For travelers seeking an adventurous and budget-friendly way to reach Machu Picchu, the Salkantay Trek is the right choice. It allows you to save on expenses for a tour guide, which is mandatory for the Inca Trail. However, the Inca Trail leads you to the Sun Gate on the last day, which is believed to have been used as a security checkpoint for the ancient city.
Inca Trail: from 600 USD
Salkantay tTrek: Free :)
(starting point of the Salkantay trek)
In Cusco, we took a colectivo to Mollepata, which departed from the opposite side of a gas station on Av. Apurimac Avenida. There will be one van waiting; it does not resemble a typical bus stop, so it's easy to miss. However, if you ask around, someone will surely show you the way.

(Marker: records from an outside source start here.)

//! Integration tests for playpen-core.
//!
//! These tests verify the complete execution pipeline:
//! - WAT compilation and linking into a bundle
//! - Store creation with fuel metering
//! - Host function registration
//! - Instance execution
//! - The message-passing sandbox session

use std::sync::Arc;
use std::time::Duration;

use tokio::sync::mpsc;

use playpen_common::{EngineConfig, ExecutionConfig, Hostname, RuntimeError};
use playpen_core::store::{LogLevel, MAX_LOG_BYTES, create_store};
use playpen_core::toolchain::ENTRY_FILE;
use playpen_core::{
    Bundle, ExecutionResult, Frame, InstanceRunner, SandboxClient, SandboxFactory,
    SandboxOptions, Toolchain, VirtualEnv, WasmEngine, WasmSandboxFactory, WatToolchain,
};
use playpen_host::linker::create_instance_runner;

const HELLO: &str = r#"
    (module
        (import "env" "print" (func $print (param i32 i32)))
        (memory (export "memory") 1)
        (data (i32.const 0) "Hello, sandbox!")
        (func (export "_start")
            (call $print (i32.const 0) (i32.const 15))
        )
    )
"#;

fn engine() -> WasmEngine {
    WasmEngine::new(&EngineConfig {
        pooling_allocator: false,
        epoch_interruption: false,
        ..Default::default()
    })
    .unwrap()
}

async fn build(engine: &WasmEngine, source: &str, version: u64) -> Bundle {
    let toolchain = WatToolchain::new(engine.clone());
    let mut env = VirtualEnv::new();
    env.write(ENTRY_FILE, source);

    let output = toolchain.compile(&env).await;
    assert!(!output.has_errors(), "{:?}", output.diagnostics);

    toolchain
        .link(output, &Hostname::derive("test", version, "int"))
        .await
        .unwrap()
}

async fn run(
    runner: &InstanceRunner,
    engine: &WasmEngine,
    bundle: &Bundle,
    config: &ExecutionConfig,
) -> (
    Result<ExecutionResult, RuntimeError>,
    wasmtime::Store<playpen_core::SandboxContext>,
) {
    let mut store = create_store(engine, config, "test".into()).unwrap();
    let entry = runner.instantiate(bundle, &mut store).await.unwrap();
    let result = runner.run(entry, &mut store).await;
    (result, store)
}

async fn wait_finished(client: &dyn SandboxClient) -> Frame {
    tokio::time::timeout(Duration::from_secs(10), async {
        loop {
            let frame = client.frame();
            if frame.finished {
                return frame;
            }
            tokio::time::sleep(Duration::from_millis(5)).await;
        }
    })
    .await
    .expect("sandbox never finished")
}

// ============================================================================
// Test: Basic Execution
// ============================================================================

#[tokio::test]
async fn test_basic_execution() {
    let engine = engine();
    let runner = InstanceRunner::new(engine.clone());
    let bundle = build(&engine, r#"(module (func (export "_start")))"#, 1).await;

    let (result, store) = run(&runner, &engine, &bundle, &ExecutionConfig::default()).await;

    assert!(result.unwrap().is_success());
    assert_eq!(store.data().hostname.as_ref(), Some(bundle.hostname()));
}

// ============================================================================
// Test: Fuel
// ============================================================================

#[tokio::test]
async fn test_fuel_consumption() {
    let wat = r#"
        (module
            (func (export "_start")
                (local $i i32)
                (local.set $i (i32.const 0))
                (block $break
                    (loop $continue
                        (local.set $i (i32.add (local.get $i) (i32.const 1)))
                        (br_if $continue (i32.lt_u (local.get $i) (i32.const 100)))
                    )
                )
            )
        )
    "#;

    let engine = engine();
    let runner = InstanceRunner::new(engine.clone());
    let bundle = build(&engine, wat, 1).await;
    let config = ExecutionConfig {
        max_fuel: 100_000,
        fuel_metering: true,
        ..Default::default()
    };

    let (result, store) = run(&runner, &engine, &bundle, &config).await;

    assert!(result.unwrap().is_success());
    assert!(store.data().metrics.fuel_consumed > 0);
}

#[tokio::test]
async fn test_fuel_exhaustion() {
    let wat = r#"
        (module
            (func (export "_start")
                (loop $forever
                    (br $forever)
                )
            )
        )
    "#;

    let engine = engine();
    let runner = InstanceRunner::new(engine.clone());
    let bundle = build(&engine, wat, 1).await;
    let config = ExecutionConfig {
        max_fuel: 1000,
        fuel_metering: true,
        ..Default::default()
    };

    let (result, _) = run(&runner, &engine, &bundle, &config).await;

    assert!(matches!(result, Err(RuntimeError::FuelExhausted)));
}

// ============================================================================
// Test: Host Functions
// ============================================================================

#[tokio::test]
async fn test_host_logging_and_print() {
    let wat = r#"
        (module
            (import "env" "log" (func $log (param i32 i32 i32)))
            (import "env" "print" (func $print (param i32 i32)))
            (memory (export "memory") 1)
            (data (i32.const 0) "First message")
            (data (i32.const 20) "Error message")
            (data (i32.const 40) "printed")

            (func (export "_start")
                (call $log (i32.const 1) (i32.const 0) (i32.const 13))
                (call $log (i32.const 3) (i32.const 20) (i32.const 13))
                (call $print (i32.const 40) (i32.const 7))
            )
        )
    "#;

    let engine = engine();
    let runner = create_instance_runner(&engine).unwrap();
    let bundle = build(&engine, wat, 1).await;

    let (result, store) = run(&runner, &engine, &bundle, &ExecutionConfig::default()).await;

    assert!(result.unwrap().is_success());

    let logs = &store.data().logs;
    assert_eq!(logs.len(), 2);
    assert_eq!(logs[0].message, "First message");
    assert_eq!(logs[0].level, LogLevel::Info);
    assert_eq!(logs[1].level, LogLevel::Error);
    assert_eq!(store.data().output, "printed");
}

#[tokio::test]
async fn test_guest_log_flood_is_capped() {
    let wat = r#"
        (module
            (import "env" "log" (func $log (param i32 i32 i32)))
            (memory (export "memory") 1)
            (func (export "_start")
                (local $i i32)
                (loop $again
                    (call $log (i32.const 1) (i32.const 0) (i32.const 65536))
                    (local.set $i (i32.add (local.get $i) (i32.const 1)))
                    (br_if $again (i32.lt_u (local.get $i) (i32.const 2000)))
                )
            )
        )
    "#;

    let engine = engine();
    let runner = create_instance_runner(&engine).unwrap();
    let bundle = build(&engine, wat, 1).await;

    let (result, store) = run(&runner, &engine, &bundle, &ExecutionConfig::default()).await;

    assert!(result.unwrap().is_success());
    let ctx = store.data();
    let retained: usize = ctx.logs.iter().map(|entry| entry.message.len()).sum();
    assert!(ctx.log_bytes() <= MAX_LOG_BYTES);
    assert!(retained <= MAX_LOG_BYTES + 64);
    assert_eq!(ctx.logs.len(), MAX_LOG_BYTES / 65536 + 1);
    assert_eq!(ctx.logs.last().unwrap().level, LogLevel::Warn);
}

#[tokio::test]
async fn test_out_of_bounds_print_is_ignored() {
    let wat = r#"
        (module
            (import "env" "print" (func $print (param i32 i32)))
            (memory (export "memory") 1)
            (func (export "_start")
                (call $print (i32.const 65530) (i32.const 100))
                (call $print (i32.const -1) (i32.const 1))
            )
        )
    "#;

    let engine = engine();
    let runner = create_instance_runner(&engine).unwrap();
    let bundle = build(&engine, wat, 1).await;

    let (result, store) = run(&runner, &engine, &bundle, &ExecutionConfig::default()).await;

    assert!(result.unwrap().is_success());
    assert!(store.data().output.is_empty());
}

// ============================================================================
// Test: Trap Handling
// ============================================================================

#[tokio::test]
async fn test_trap_unreachable() {
    let engine = engine();
    let runner = InstanceRunner::new(engine.clone());
    let bundle = build(&engine, r#"(module (func (export "_start") unreachable))"#, 1).await;

    let (result, _) = run(&runner, &engine, &bundle, &ExecutionConfig::default()).await;

    let result = result.unwrap();
    assert!(result.is_trap(), "Expected trap, got {result:?}");
    if let ExecutionResult::Trap { code, .. } = result {
        assert_eq!(code.as_deref(), Some("UnreachableCodeReached"));
    }
}

#[tokio::test]
async fn test_instantiate_without_host_functions_fails() {
    let engine = engine();
    let runner = InstanceRunner::new(engine.clone());
    let bundle = build(&engine, HELLO, 1).await;

    let mut store = create_store(&engine, &ExecutionConfig::default(), "t".into()).unwrap();
    let result = runner.instantiate(&bundle, &mut store).await;

    assert!(matches!(
        result,
        Err(RuntimeError::InstantiationFailed { .. })
    ));
}

// ============================================================================
// Test: Sandbox Sessions
// ============================================================================

fn factory(engine: &WasmEngine, execution: ExecutionConfig) -> WasmSandboxFactory {
    WasmSandboxFactory::new(Arc::new(create_instance_runner(engine).unwrap()), execution)
}

#[tokio::test]
async fn test_sandbox_load_and_render() {
    let engine = engine();
    let factory = factory(&engine, ExecutionConfig::default());
    let bundle = Arc::new(build(&engine, HELLO, 1).await);
    let (errors, mut error_rx) = mpsc::unbounded_channel();

    let client = factory.spawn(SandboxOptions::default(), errors);
    client.load_bundle(Arc::clone(&bundle)).await.unwrap();

    let frame = wait_finished(client.as_ref()).await;
    assert_eq!(frame.hostname.as_ref(), Some(bundle.hostname()));
    assert_eq!(frame.output, "Hello, sandbox!");
    assert!(frame.fuel_consumed.is_some_and(|fuel| fuel > 0));
    assert!(frame.duration_ms.is_some());
    assert!(error_rx.try_recv().is_err());

    client.quit();
}

#[tokio::test]
async fn test_sandbox_publishes_guest_logs() {
    let wat = r#"
        (module
            (import "env" "log" (func $log (param i32 i32 i32)))
            (memory (export "memory") 1)
            (data (i32.const 0) "booting")
            (func (export "_start")
                (call $log (i32.const 2) (i32.const 0) (i32.const 7))
            )
        )
    "#;

    let engine = engine();
    let factory = factory(&engine, ExecutionConfig::default());
    let bundle = Arc::new(build(&engine, wat, 1).await);
    let (errors, _error_rx) = mpsc::unbounded_channel();

    let client = factory.spawn(SandboxOptions::default(), errors);
    client.load_bundle(bundle).await.unwrap();

    let frame = wait_finished(client.as_ref()).await;
    assert_eq!(frame.console, vec!["[WARN] booting".to_string()]);
    assert!(frame.output.is_empty());

    client.quit();
}

#[tokio::test]
async fn test_sandbox_reports_trap_out_of_band() {
    let engine = engine();
    let factory = factory(&engine, ExecutionConfig::default());
    let bundle = Arc::new(build(&engine, r#"(module (func (export "_start") unreachable))"#, 2).await);
    let (errors, mut error_rx) = mpsc::unbounded_channel();

    let client = factory.spawn(SandboxOptions::default(), errors);
    client.load_bundle(Arc::clone(&bundle)).await.unwrap();

    let error = error_rx.recv().await.unwrap();
    assert_eq!(error.hostname.as_ref(), Some(bundle.hostname()));
    assert_eq!(error.code.as_deref(), Some("UnreachableCodeReached"));
    assert!(wait_finished(client.as_ref()).await.finished);
}

#[tokio::test]
async fn test_sandbox_reports_fuel_exhaustion() {
    let engine = engine();
    let factory = factory(
        &engine,
        ExecutionConfig {
            max_fuel: 10_000,
            ..Default::default()
        },
    );
    let bundle = Arc::new(
        build(&engine, r#"(module (func (export "_start") (loop $l (br $l))))"#, 3).await,
    );
    let (errors, mut error_rx) = mpsc::unbounded_channel();

    let client = factory.spawn(SandboxOptions::default(), errors);
    client.load_bundle(bundle).await.unwrap();

    let error = error_rx.recv().await.unwrap();
    assert_eq!(error.code.as_deref(), Some("FuelExhausted"));
}

#[tokio::test]
async fn test_sandbox_load_failure_rejects() {
    let engine = engine();
    // No host functions registered: instantiating HELLO fails.
    let factory = WasmSandboxFactory::new(
        Arc::new(InstanceRunner::new(engine.clone())),
        ExecutionConfig::default(),
    );
    let bundle = Arc::new(build(&engine, HELLO, 4).await);
    let (errors, _error_rx) = mpsc::unbounded_channel();

    let client = factory.spawn(SandboxOptions::default(), errors);
    let result = client.load_bundle(bundle).await;

    assert!(matches!(
        result,
        Err(playpen_common::SandboxError::Load(RuntimeError::InstantiationFailed { .. }))
    ));
}

#[tokio::test]
async fn test_sandbox_quit_disconnects() {
    let engine = engine();
    let factory = factory(&engine, ExecutionConfig::default());
    let bundle = Arc::new(build(&engine, HELLO, 5).await);
    let (errors, _error_rx) = mpsc::unbounded_channel();

    let client = factory.spawn(SandboxOptions::default(), errors);
    client.quit();

    let result = client.load_bundle(bundle).await;
    assert!(matches!(
        result,
        Err(playpen_common::SandboxError::Disconnected)
    ));
}
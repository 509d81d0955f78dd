//! Settings persistence.
//!
//! Settings are stored as a [`VersionedSettings`] JSON document. Reading
//! never fails: missing, unreadable, or legacy documents all produce a
//! complete [`Settings`] value.

use tracing::{debug, warn};

use playpen_common::{Settings, StorageError, VersionedSettings};

use crate::storage::Storage;

/// Storage key the settings document is kept under.
pub const SETTINGS_KEY: &str = "settings";

/// Load settings, falling back to defaults.
pub fn load(storage: &dyn Storage) -> Settings {
    let raw = match storage.get(SETTINGS_KEY) {
        Ok(Some(raw)) => raw,
        Ok(None) => {
            debug!("No stored settings, using defaults");
            return Settings::default();
        }
        Err(e) => {
            warn!(error = %e, "Failed to read settings, using defaults");
            return Settings::default();
        }
    };

    match serde_json::from_str(&raw) {
        Ok(document) => Settings::from_document(document),
        Err(e) => {
            warn!(error = %e, "Stored settings are not JSON, using defaults");
            Settings::default()
        }
    }
}

/// Save the complete settings object with the current schema version.
///
/// # Errors
///
/// Returns an error if the document cannot be serialized or written.
pub fn save(storage: &dyn Storage, settings: &Settings) -> Result<(), StorageError> {
    let document = serde_json::to_string(&VersionedSettings::current(settings.clone()))?;
    storage.set(SETTINGS_KEY, &document)
}
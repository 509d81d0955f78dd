//! JSON response bodies and error mapping.

use axum::Json;
use axum::http::StatusCode;
use axum::response::{IntoResponse, Response};
use serde::Serialize;

use playpen_common::{Hostname, PlaygroundError};
use playpen_core::Bundle;
use playpen_pipeline::RebuildReport;

/// Error returned by a handler, rendered as `{"error": message}`.
#[derive(Debug, Clone, PartialEq, Eq)]
pub struct ApiError {
    /// HTTP status code.
    pub status: StatusCode,
    /// Human-readable message.
    pub message: String,
}

impl ApiError {
    /// Create an error with an explicit status.
    pub fn new(status: StatusCode, message: impl Into<String>) -> Self {
        Self {
            status,
            message: message.into(),
        }
    }

    /// 400 Bad Request.
    pub fn bad_request(message: impl Into<String>) -> Self {
        Self::new(StatusCode::BAD_REQUEST, message)
    }

    /// 404 Not Found.
    pub fn not_found(message: impl Into<String>) -> Self {
        Self::new(StatusCode::NOT_FOUND, message)
    }
}

impl From<PlaygroundError> for ApiError {
    fn from(error: PlaygroundError) -> Self {
        let status = match error {
            PlaygroundError::InvalidConfig { .. } => StatusCode::BAD_REQUEST,
            PlaygroundError::Sandbox(_) => StatusCode::SERVICE_UNAVAILABLE,
            PlaygroundError::Storage(_) | PlaygroundError::Codec(_) => {
                StatusCode::INTERNAL_SERVER_ERROR
            }
        };
        Self::new(status, error.to_string())
    }
}

impl IntoResponse for ApiError {
    fn into_response(self) -> Response {
        let body = serde_json::json!({ "error": self.message });
        (self.status, Json(body)).into_response()
    }
}

/// Summary of a bundle.
#[derive(Debug, Clone, Serialize)]
pub struct BundleInfo {
    /// Build identity.
    pub hostname: Hostname,
    /// Hash of the binary.
    pub content_hash: String,
    /// Binary size in bytes.
    pub size: usize,
    /// Where the remote runtime serves it, when publishing is enabled.
    #[serde(skip_serializing_if = "Option::is_none")]
    pub remote_url: Option<String>,
}

impl BundleInfo {
    /// Describe `bundle`.
    pub fn new(bundle: &Bundle) -> Self {
        Self {
            hostname: bundle.hostname().clone(),
            content_hash: bundle.content_hash().to_string(),
            size: bundle.bytes().len(),
            remote_url: None,
        }
    }

    /// Attach the remote runtime address.
    #[must_use]
    pub fn with_remote_url(mut self, url: Option<String>) -> Self {
        self.remote_url = url;
        self
    }
}

/// Outcome of `POST /pen/rebuild`.
#[derive(Debug, Clone, Serialize)]
pub struct RebuildResponse {
    /// Version the build was assigned.
    pub version: u64,
    /// Identity the build was linked under.
    pub hostname: Hostname,
    /// Number of error diagnostics.
    pub error_count: usize,
    /// A newer build committed first.
    pub stale: bool,
    /// The bundle produced, if any.
    pub bundle: Option<BundleInfo>,
}

impl From<RebuildReport> for RebuildResponse {
    fn from(report: RebuildReport) -> Self {
        Self {
            version: report.version,
            hostname: report.hostname,
            error_count: report.error_count,
            stale: report.stale,
            bundle: report.bundle.as_deref().map(BundleInfo::new),
        }
    }
}
//! User-facing playground settings.
//!
//! Settings are persisted as a versioned document:
//!
//! ```json
//! { "version": 1, "settings": { "openConsole": false, "useLocalRuntime": true } }
//! ```
//!
//! Missing fields take their defaults and unknown fields are ignored, so a
//! document written by an older or newer build always loads into a complete
//! [`Settings`] value.

use serde::{Deserialize, Serialize};
use serde_json::Value;
use tracing::{debug, warn};

/// Current settings schema version.
pub const SETTINGS_SCHEMA_VERSION: u32 = 1;

/// Playground settings.
#[derive(Debug, Clone, PartialEq, Eq, Deserialize, Serialize)]
#[serde(rename_all = "camelCase")]
pub struct Settings {
    /// Open the console panel on start-up.
    #[serde(default)]
    pub open_console: bool,

    /// Origin of the remote runtime that bundles are published to.
    #[serde(default = "defaults::remote_runtime_origin")]
    pub remote_runtime_origin: String,

    /// Forward guest `log` calls to the host log at debug level.
    #[serde(default)]
    pub runtime_debug_logging: bool,

    /// Run the preview in an isolated sandbox worker.
    #[serde(default = "defaults::sandbox_app")]
    pub sandbox_app: bool,

    /// Enable experimental editor blocks.
    #[serde(default)]
    pub use_experimental_blocks: bool,

    /// Render bundles in the local preview sandbox.
    #[serde(default = "defaults::use_local_runtime")]
    pub use_local_runtime: bool,

    /// Publish bundles to the remote runtime after each rebuild.
    #[serde(default)]
    pub use_remote_runtime: bool,

    /// Enable the UI request surface.
    #[serde(default, rename = "useUIRequest")]
    pub use_ui_request: bool,
}

impl Default for Settings {
    fn default() -> Self {
        Self {
            open_console: false,
            remote_runtime_origin: defaults::remote_runtime_origin(),
            runtime_debug_logging: false,
            sandbox_app: defaults::sandbox_app(),
            use_experimental_blocks: false,
            use_local_runtime: defaults::use_local_runtime(),
            use_remote_runtime: false,
            use_ui_request: false,
        }
    }
}

/// On-disk shape of persisted settings.
#[derive(Debug, Clone, Deserialize, Serialize)]
pub struct VersionedSettings {
    /// Schema version the settings were written with.
    pub version: u32,
    /// The settings object.
    pub settings: Settings,
}

impl VersionedSettings {
    /// Wrap settings with the current schema version.
    pub fn current(settings: Settings) -> Self {
        Self {
            version: SETTINGS_SCHEMA_VERSION,
            settings,
        }
    }
}

impl Settings {
    /// Decode a persisted settings document, migrating older shapes.
    ///
    /// Accepts the versioned document as well as the legacy unversioned
    /// shape (a bare settings object). Anything unreadable yields defaults.
    pub fn from_document(document: Value) -> Self {
        let version = document
            .get("version")
            .and_then(Value::as_u64)
            .and_then(|v| u32::try_from(v).ok());

        let body = match (version, document) {
            (Some(version), Value::Object(mut map)) if map.contains_key("settings") => {
                if version > SETTINGS_SCHEMA_VERSION {
                    warn!(
                        version,
                        supported = SETTINGS_SCHEMA_VERSION,
                        "Settings written by a newer schema; unknown fields ignored"
                    );
                }
                map.remove("settings").unwrap_or(Value::Null)
            }
            (_, legacy) => {
                debug!("Migrating unversioned settings document");
                legacy
            }
        };

        serde_json::from_value(body).unwrap_or_else(|e| {
            warn!(error = %e, "Discarding unreadable settings");
            Self::default()
        })
    }
}

/// Default value functions for serde.
mod defaults {
    pub fn remote_runtime_origin() -> String {
        "http://127.0.0.1:8081".to_string()
    }

    pub const fn sandbox_app() -> bool {
        true
    }

    pub const fn use_local_runtime() -> bool {
        true
    }
}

Once you arrive in Mollepata, you need to pay the entrance fee for the lagoon. The ticket office is located at the bus stop. Now, you can begin your hike or, as we did, take a taxi to Soraypampa.
Cusco -> Mollepata 15 pen
Entrance to the lagoon 10 pen
Mollepata -> Soraypampa 60 pen (costs for one ride, you can split the bill with other travellers)
Our Taxi Toyota Corolla
Vamos!
Soraypampa was our starting point and in front of us was a mountain that unfolds Laguna Humantay. Due to our bus's delay, we had to skip that and head towards Salkantay Mountain. But we are sure, the visit of Laguna Humantay is worth it.
Laguna Humantay
Soon after starting the trek, we felt the need to replenish our energy and took our first sweet break.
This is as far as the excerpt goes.